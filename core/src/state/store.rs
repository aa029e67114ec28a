use crate::state::reducer::{reduce, Action, FireDataState};
use crate::state::sequence::{FieldGroup, RequestSequencer, Ticket};
use log::debug;
use std::sync::Mutex;

struct Inner {
    state: FireDataState,
    sequencer: RequestSequencer,
}

/// Shared state container. Responses are applied through tickets so a slow
/// response never overwrites a newer one for the same fields.
pub struct Store {
    inner: Mutex<Inner>,
}

impl Store {
    pub fn new(state: FireDataState) -> Self {
        Self {
            inner: Mutex::new(Inner {
                state,
                sequencer: RequestSequencer::new(),
            }),
        }
    }

    pub fn snapshot(&self) -> FireDataState {
        let inner = self.inner.lock().unwrap_or_else(|poisoned| poisoned.into_inner());
        inner.state.clone()
    }

    /// Applies an action unconditionally.
    pub fn dispatch(&self, action: Action) {
        let mut inner = self.inner.lock().unwrap_or_else(|poisoned| poisoned.into_inner());
        debug!("dispatch {}", action.name());
        inner.state = reduce(&inner.state, action);
    }

    pub fn begin(&self, group: FieldGroup) -> Ticket {
        let mut inner = self.inner.lock().unwrap_or_else(|poisoned| poisoned.into_inner());
        inner.sequencer.issue(group)
    }

    /// Applies `action` if `ticket` is still the newest for its group.
    /// Returns whether the action was applied.
    pub fn commit(&self, ticket: Ticket, action: Action) -> bool {
        let mut inner = self.inner.lock().unwrap_or_else(|poisoned| poisoned.into_inner());
        if !inner.sequencer.is_current(ticket) {
            debug!(
                "discarding stale {} response (#{} for {:?})",
                action.name(),
                ticket.sequence,
                ticket.group
            );
            return false;
        }
        inner.state = reduce(&inner.state, action);
        true
    }
}

impl Default for Store {
    fn default() -> Self {
        Self::new(FireDataState::default())
    }
}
***
From top to bottom, repeat the material above word for word.

filename core/src/state/store.rs
repository aa029e67114ec28a
use crate::state::reducer::{reduce, Action, FireDataState};
use crate::state::sequence::{FieldGroup, RequestSequencer, Ticket};
use log::debug;
use std::sync::Mutex;

struct Inner {
    state: FireDataState,
    sequencer: RequestSequencer,
}

/// Shared state container. Responses are applied through tickets so a slow
/// response never overwrites a newer one for the same fields.
pub struct Store {
    inner: Mutex<Inner>,
}

impl Store {
    pub fn new(state: FireDataState) -> Self {
        Self {
            inner: Mutex::new(Inner {
                state,
                sequencer: RequestSequencer::new(),
            }),
        }
    }

    pub fn snapshot(&self) -> FireDataState {
        let inner = self.inner.lock().unwrap_or_else(|poisoned| poisoned.into_inner());
        inner.state.clone()
    }

    /// Applies an action unconditionally.
    pub fn dispatch(&self, action: Action) {
        let mut inner = self.inner.lock().unwrap_or_else(|poisoned| poisoned.into_inner());
        debug!("dispatch {}", action.name());
        inner.state = reduce(&inner.state, action);
    }

    pub fn begin(&self, group: FieldGroup) -> Ticket {
        let mut inner = self.inner.lock().unwrap_or_else(|poisoned| poisoned.into_inner());
        inner.sequencer.issue(group)
    }

    /// Applies `action` if `ticket` is still the newest for its group.
    /// Returns whether the action was applied.
    pub fn commit(&self, ticket: Ticket, action: Action) -> bool {
        let mut inner = self.inner.lock().unwrap_or_else(|poisoned| poisoned.into_inner());
        if !inner.sequencer.is_current(ticket) {
            debug!(
                "discarding stale {} response (#{} for {:?})",
                action.name(),
                ticket.sequence,
                ticket.group
            );
            return false;
        }
        inner.state = reduce(&inner.state, action);
        true
    }
}

impl Default for Store {
    fn default() -> Self {
        Self::new(FireDataState::default())
    }
}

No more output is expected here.